Work task = Every record, from first to last, should be retyped word for word.

Data to use =

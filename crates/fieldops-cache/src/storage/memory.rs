//! In-process storage backend.

use std::sync::atomic::{AtomicUsize, Ordering};

use dashmap::DashMap;
use dashmap::mapref::entry::Entry;

use super::Storage;
use crate::error::{CacheError, Result};

/// Concurrent in-memory backend with an optional byte quota
#[derive(Debug, Default)]
pub struct MemoryStorage {
    items: DashMap<String, String>,
    /// Key plus value bytes, updated while the key's shard is locked
    used: AtomicUsize,
    quota_bytes: Option<usize>,
}

impl MemoryStorage {
    pub fn new() -> Self {
        Self::default()
    }

    /// Backend that rejects writes once keys plus values exceed `quota_bytes`
    pub fn with_quota(quota_bytes: usize) -> Self {
        Self {
            quota_bytes: Some(quota_bytes),
            ..Self::default()
        }
    }

    /// Bytes currently used by keys and values
    pub fn used_bytes(&self) -> usize {
        self.used.load(Ordering::Acquire)
    }

    fn check_quota(&self, needed: usize, replaced: usize) -> Result<()> {
        let Some(quota) = self.quota_bytes else {
            return Ok(());
        };

        let others = self.used_bytes().saturating_sub(replaced);
        let available = quota.saturating_sub(others);
        if needed > available {
            return Err(CacheError::QuotaExceeded { needed, available });
        }
        Ok(())
    }

    pub fn len(&self) -> usize {
        self.items.len()
    }

    pub fn is_empty(&self) -> bool {
        self.items.is_empty()
    }
}

impl Storage for MemoryStorage {
    fn get_item(&self, key: &str) -> Result<Option<String>> {
        Ok(self.items.get(key).map(|v| v.value().clone()))
    }

    fn set_item(&self, key: &str, value: String) -> Result<()> {
        let needed = key.len() + value.len();

        // Check and write under the same shard lock
        match self.items.entry(key.to_string()) {
            Entry::Occupied(mut slot) => {
                let replaced = key.len() + slot.get().len();
                self.check_quota(needed, replaced)?;
                slot.insert(value);
                self.used.fetch_add(needed, Ordering::AcqRel);
                self.used.fetch_sub(replaced, Ordering::AcqRel);
            }
            Entry::Vacant(slot) => {
                self.check_quota(needed, 0)?;
                slot.insert(value);
                self.used.fetch_add(needed, Ordering::AcqRel);
            }
        }
        Ok(())
    }

    fn remove_item(&self, key: &str) -> Result<bool> {
        match self.items.remove(key) {
            Some((key, value)) => {
                self.used.fetch_sub(key.len() + value.len(), Ordering::AcqRel);
                Ok(true)
            }
            None => Ok(false),
        }
    }

    fn keys(&self) -> Result<Vec<String>> {
        Ok(self.items.iter().map(|item| item.key().clone()).collect())
    }
}

#[cfg(test)]
mod tests {
    use super::*;

    #[test]
    fn test_set_get_remove() {
        let storage = MemoryStorage::new();
        storage.set_item("a", "1".into()).unwrap();
        assert_eq!(storage.get_item("a").unwrap().as_deref(), Some("1"));

        assert!(storage.remove_item("a").unwrap());
        assert!(!storage.remove_item("a").unwrap());
        assert!(storage.get_item("a").unwrap().is_none());
    }

    #[test]
    fn test_quota_rejects_oversized_write() {
        let storage = MemoryStorage::with_quota(10);
        storage.set_item("k", "12345".into()).unwrap();

        let err = storage.set_item("big", "0123456789".into()).unwrap_err();
        assert!(matches!(err, CacheError::QuotaExceeded { .. }));
        assert!(storage.get_item("big").unwrap().is_none());
    }

    #[test]
    fn test_quota_counts_replaced_value_once() {
        let storage = MemoryStorage::with_quota(10);
        storage.set_item("k", "123456789".into()).unwrap();
        // Overwriting the same key frees the old value first
        storage.set_item("k", "987654321".into()).unwrap();
        assert_eq!(storage.used_bytes(), 10);
    }

    #[test]
    fn test_concurrent_set_and_remove_keep_usage_consistent() {
        let storage = MemoryStorage::with_quota(1024 * 1024);
        let value = "x".repeat(64);

        std::thread::scope(|scope| {
            for _ in 0..16 {
                scope.spawn(|| {
                    for _ in 0..500 {
                        storage.set_item("hot", value.clone()).unwrap();
                        storage.remove_item("hot").unwrap();
                    }
                });
            }
        });

        assert!(storage.is_empty());
        assert_eq!(storage.used_bytes(), 0);

        storage.set_item("hot", value.clone()).unwrap();
        assert_eq!(storage.used_bytes(), "hot".len() + value.len());
    }
}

Output for this exercise =
filename crates/fieldops-cache/src/storage/memory.rs
//! In-process storage backend.

use std::sync::atomic::{AtomicUsize, Ordering};

use dashmap::DashMap;
use dashmap::mapref::entry::Entry;

use super::Storage;
use crate::error::{CacheError, Result};

/// Concurrent in-memory backend with an optional byte quota
#[derive(Debug, Default)]
pub struct MemoryStorage {
    items: DashMap<String, String>,
    /// Key plus value bytes, updated while the key's shard is locked
    used: AtomicUsize,
    quota_bytes: Option<usize>,
}

impl MemoryStorage {
    pub fn new() -> Self {
        Self::default()
    }

    /// Backend that rejects writes once keys plus values exceed `quota_bytes`
    pub fn with_quota(quota_bytes: usize) -> Self {
        Self {
            quota_bytes: Some(quota_bytes),
            ..Self::default()
        }
    }

    /// Bytes currently used by keys and values
    pub fn used_bytes(&self) -> usize {
        self.used.load(Ordering::Acquire)
    }

    fn check_quota(&self, needed: usize, replaced: usize) -> Result<()> {
        let Some(quota) = self.quota_bytes else {
            return Ok(());
        };

        let others = self.used_bytes().saturating_sub(replaced);
        let available = quota.saturating_sub(others);
        if needed > available {
            return Err(CacheError::QuotaExceeded { needed, available });
        }
        Ok(())
    }

    pub fn len(&self) -> usize {
        self.items.len()
    }

    pub fn is_empty(&self) -> bool {
        self.items.is_empty()
    }
}

impl Storage for MemoryStorage {
    fn get_item(&self, key: &str) -> Result<Option<String>> {
        Ok(self.items.get(key).map(|v| v.value().clone()))
    }

    fn set_item(&self, key: &str, value: String) -> Result<()> {
        let needed = key.len() + value.len();

        // Check and write under the same shard lock
        match self.items.entry(key.to_string()) {
            Entry::Occupied(mut slot) => {
                let replaced = key.len() + slot.get().len();
                self.check_quota(needed, replaced)?;
                slot.insert(value);
                self.used.fetch_add(needed, Ordering::AcqRel);
                self.used.fetch_sub(replaced, Ordering::AcqRel);
            }
            Entry::Vacant(slot) => {
                self.check_quota(needed, 0)?;
                slot.insert(value);
                self.used.fetch_add(needed, Ordering::AcqRel);
            }
        }
        Ok(())
    }

    fn remove_item(&self, key: &str) -> Result<bool> {
        match self.items.remove(key) {
            Some((key, value)) => {
                self.used.fetch_sub(key.len() + value.len(), Ordering::AcqRel);
                Ok(true)
            }
            None => Ok(false),
        }
    }

    fn keys(&self) -> Result<Vec<String>> {
        Ok(self.items.iter().map(|item| item.key().clone()).collect())
    }
}

#[cfg(test)]
mod tests {
    use super::*;

    #[test]
    fn test_set_get_remove() {
        let storage = MemoryStorage::new();
        storage.set_item("a", "1".into()).unwrap();
        assert_eq!(storage.get_item("a").unwrap().as_deref(), Some("1"));

        assert!(storage.remove_item("a").unwrap());
        assert!(!storage.remove_item("a").unwrap());
        assert!(storage.get_item("a").unwrap().is_none());
    }

    #[test]
    fn test_quota_rejects_oversized_write() {
        let storage = MemoryStorage::with_quota(10);
        storage.set_item("k", "12345".into()).unwrap();

        let err = storage.set_item("big", "0123456789".into()).unwrap_err();
        assert!(matches!(err, CacheError::QuotaExceeded { .. }));
        assert!(storage.get_item("big").unwrap().is_none());
    }

    #[test]
    fn test_quota_counts_replaced_value_once() {
        let storage = MemoryStorage::with_quota(10);
        storage.set_item("k", "123456789".into()).unwrap();
        // Overwriting the same key frees the old value first
        storage.set_item("k", "987654321".into()).unwrap();
        assert_eq!(storage.used_bytes(), 10);
    }

    #[test]
    fn test_concurrent_set_and_remove_keep_usage_consistent() {
        let storage = MemoryStorage::with_quota(1024 * 1024);
        let value = "x".repeat(64);

        std::thread::scope(|scope| {
            for _ in 0..16 {
                scope.spawn(|| {
                    for _ in 0..500 {
                        storage.set_item("hot", value.clone()).unwrap();
                        storage.remove_item("hot").unwrap();
                    }
                });
            }
        });

        assert!(storage.is_empty());
        assert_eq!(storage.used_bytes(), 0);

        storage.set_item("hot", value.clone()).unwrap();
        assert_eq!(storage.used_bytes(), "hot".len() + value.len());
    }
}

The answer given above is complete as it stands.